━━━━━ Data section ━━━━━

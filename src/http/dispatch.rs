use super::config::HttpConfig;
use super::error::HttpError;
use super::request::IncomingRequest;
use super::response::OutgoingResponse;
use super::router::Router;
use super::synth::Entropy;
use futures_util::FutureExt;
use http::header::{ACCESS_CONTROL_ALLOW_CREDENTIALS, ACCESS_CONTROL_ALLOW_ORIGIN, HeaderValue};
use std::any::Any;
use std::panic::AssertUnwindSafe;
use std::time::{Duration, Instant};
use tokio::time::timeout;
use tracing::{error, info, warn};

/// Runs a request through the router and the selected synthesizer
///
/// Every outcome becomes a response: routing and parameter errors, panics
/// and requests that outlive `request_timeout` are all rendered as JSON
/// error bodies.
#[derive(Debug)]
pub struct Dispatcher {
    router: Router,
    entropy: Entropy,
    request_timeout: Duration,
}

impl Dispatcher {
    pub fn new(config: &HttpConfig) -> Self {
        Self {
            router: Router::new(config.max_delay),
            entropy: Entropy::from_os(),
            request_timeout: config.request_timeout,
        }
    }

    /// Replaces the random source, e.g. with [`Entropy::seeded`]
    pub fn with_entropy(mut self, entropy: Entropy) -> Self {
        self.entropy = entropy;
        self
    }

    pub async fn dispatch(&self, req: &IncomingRequest) -> OutgoingResponse {
        let started = Instant::now();

        let mut response = match self.synthesize(req).await {
            Ok(response) => response,
            Err(e) => {
                match &e {
                    HttpError::Internal(detail) => {
                        error!(
                            method = %req.method(),
                            path = req.path(),
                            detail = %detail,
                            "Request failed"
                        );
                    }
                    HttpError::Timeout(limit) => {
                        warn!(
                            method = %req.method(),
                            path = req.path(),
                            limit_ms = limit.as_millis(),
                            "Request timed out"
                        );
                    }
                    other => {
                        warn!(
                            method = %req.method(),
                            path = req.path(),
                            error = %other,
                            "Request rejected"
                        );
                    }
                }
                e.into_response()
            }
        };
        apply_cors(req, &mut response);

        info!(
            method = %req.method(),
            path = req.path(),
            status = response.status().as_u16(),
            elapsed_ms = started.elapsed().as_millis(),
            "Handled request"
        );
        response
    }

    async fn synthesize(&self, req: &IncomingRequest) -> Result<OutgoingResponse, HttpError> {
        let route = self.router.route(req.method(), req.path())?;
        let handler =
            AssertUnwindSafe(route.synthesizer.respond(req, &self.entropy)).catch_unwind();

        match timeout(self.request_timeout, handler).await {
            Ok(Ok(result)) => result,
            Ok(Err(panic)) => Err(HttpError::Internal(panic_message(panic.as_ref()))),
            Err(_) => Err(HttpError::Timeout(self.request_timeout)),
        }
    }
}

fn panic_message(panic: &(dyn Any + Send)) -> String {
    if let Some(message) = panic.downcast_ref::<&str>() {
        format!("handler panicked: {message}")
    } else if let Some(message) = panic.downcast_ref::<String>() {
        format!("handler panicked: {message}")
    } else {
        "handler panicked".to_string()
    }
}

/// Lets browsers read responses for cross-origin requests, credentials included
fn apply_cors(req: &IncomingRequest, response: &mut OutgoingResponse) {
    let Some(origin) = req.header("origin") else {
        return;
    };
    let Ok(origin) = HeaderValue::from_str(origin) else {
        return;
    };
    let headers = response.headers_mut();
    headers.insert(ACCESS_CONTROL_ALLOW_ORIGIN, origin);
    headers.insert(ACCESS_CONTROL_ALLOW_CREDENTIALS, HeaderValue::from_static("true"));
}

#[cfg(test)]
mod tests {
    use super::*;
    use crate::http::request::Headers;
    use bytes::Bytes;
    use http::{Method, StatusCode, Version};

    fn request(method: Method, target: &str, headers: &[(&str, &str)]) -> IncomingRequest {
        let mut map = Headers::new();
        for (name, value) in headers {
            map.push(*name, *value);
        }
        IncomingRequest::new(
            method,
            Version::HTTP_11,
            target,
            map,
            Bytes::new(),
            "127.0.0.1:40000".parse().unwrap(),
            "127.0.0.1:8080".parse().unwrap(),
        )
    }

    fn dispatcher(config: HttpConfig) -> Dispatcher {
        Dispatcher::new(&config).with_entropy(Entropy::seeded(3))
    }

    fn body_json(response: &OutgoingResponse) -> serde_json::Value {
        serde_json::from_slice(response.body()).unwrap()
    }

    #[tokio::test]
    async fn test_errors_become_json_responses() {
        let dispatcher = dispatcher(HttpConfig::default());

        let missing = dispatcher.dispatch(&request(Method::GET, "/missing", &[])).await;
        assert_eq!(missing.status(), StatusCode::NOT_FOUND);
        assert_eq!(body_json(&missing), serde_json::json!({ "error": "not found" }));

        let invalid = dispatcher.dispatch(&request(Method::GET, "/base64/%%%", &[])).await;
        assert_eq!(invalid.status(), StatusCode::BAD_REQUEST);
        let body = body_json(&invalid);
        assert_eq!(body["error"], "invalid parameter");
        assert!(body["detail"].is_string());
        assert_eq!(
            invalid.headers().get(http::header::CONTENT_TYPE).unwrap(),
            "application/json"
        );
    }

    #[tokio::test]
    async fn test_request_timeout_yields_internal_error() {
        let dispatcher = dispatcher(HttpConfig {
            max_delay: Duration::from_secs(5),
            request_timeout: Duration::from_millis(50),
            ..HttpConfig::default()
        });

        let started = Instant::now();
        let response = dispatcher.dispatch(&request(Method::GET, "/delay/5", &[])).await;
        assert!(started.elapsed() < Duration::from_secs(2));
        assert_eq!(response.status(), StatusCode::INTERNAL_SERVER_ERROR);
        assert_eq!(body_json(&response), serde_json::json!({ "error": "internal error" }));

        // Timeouts are reported apart from handler faults.
        let outcome = dispatcher.synthesize(&request(Method::GET, "/delay/5", &[])).await;
        assert!(matches!(
            outcome,
            Err(HttpError::Timeout(limit)) if limit == Duration::from_millis(50)
        ));
    }

    #[tokio::test]
    async fn test_cors_headers_follow_origin() {
        let dispatcher = dispatcher(HttpConfig::default());

        let response = dispatcher
            .dispatch(&request(Method::GET, "/get", &[("Origin", "https://app.example")]))
            .await;
        assert_eq!(
            response.headers().get(ACCESS_CONTROL_ALLOW_ORIGIN).unwrap(),
            "https://app.example"
        );
        assert_eq!(
            response.headers().get(ACCESS_CONTROL_ALLOW_CREDENTIALS).unwrap(),
            "true"
        );

        let response = dispatcher.dispatch(&request(Method::GET, "/get", &[])).await;
        assert!(response.headers().get(ACCESS_CONTROL_ALLOW_ORIGIN).is_none());
    }

    #[test]
    fn test_panic_message() {
        let payload: Box<dyn Any + Send> = Box::new("boom");
        assert_eq!(panic_message(payload.as_ref()), "handler panicked: boom");
        let payload: Box<dyn Any + Send> = Box::new(String::from("bang"));
        assert_eq!(panic_message(payload.as_ref()), "handler panicked: bang");
        let payload: Box<dyn Any + Send> = Box::new(7u8);
        assert_eq!(panic_message(payload.as_ref()), "handler panicked");
    }
}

━━━━━

Quote only the stretch of lines that starts the data above and ends with the line containing "use std::any::Any;", both included.

Answer to this task ::
filename src/http/dispatch.rs
use super::config::HttpConfig;
use super::error::HttpError;
use super::request::IncomingRequest;
use super::response::OutgoingResponse;
use super::router::Router;
use super::synth::Entropy;
use futures_util::FutureExt;
use http::header::{ACCESS_CONTROL_ALLOW_CREDENTIALS, ACCESS_CONTROL_ALLOW_ORIGIN, HeaderValue};
use std::any::Any;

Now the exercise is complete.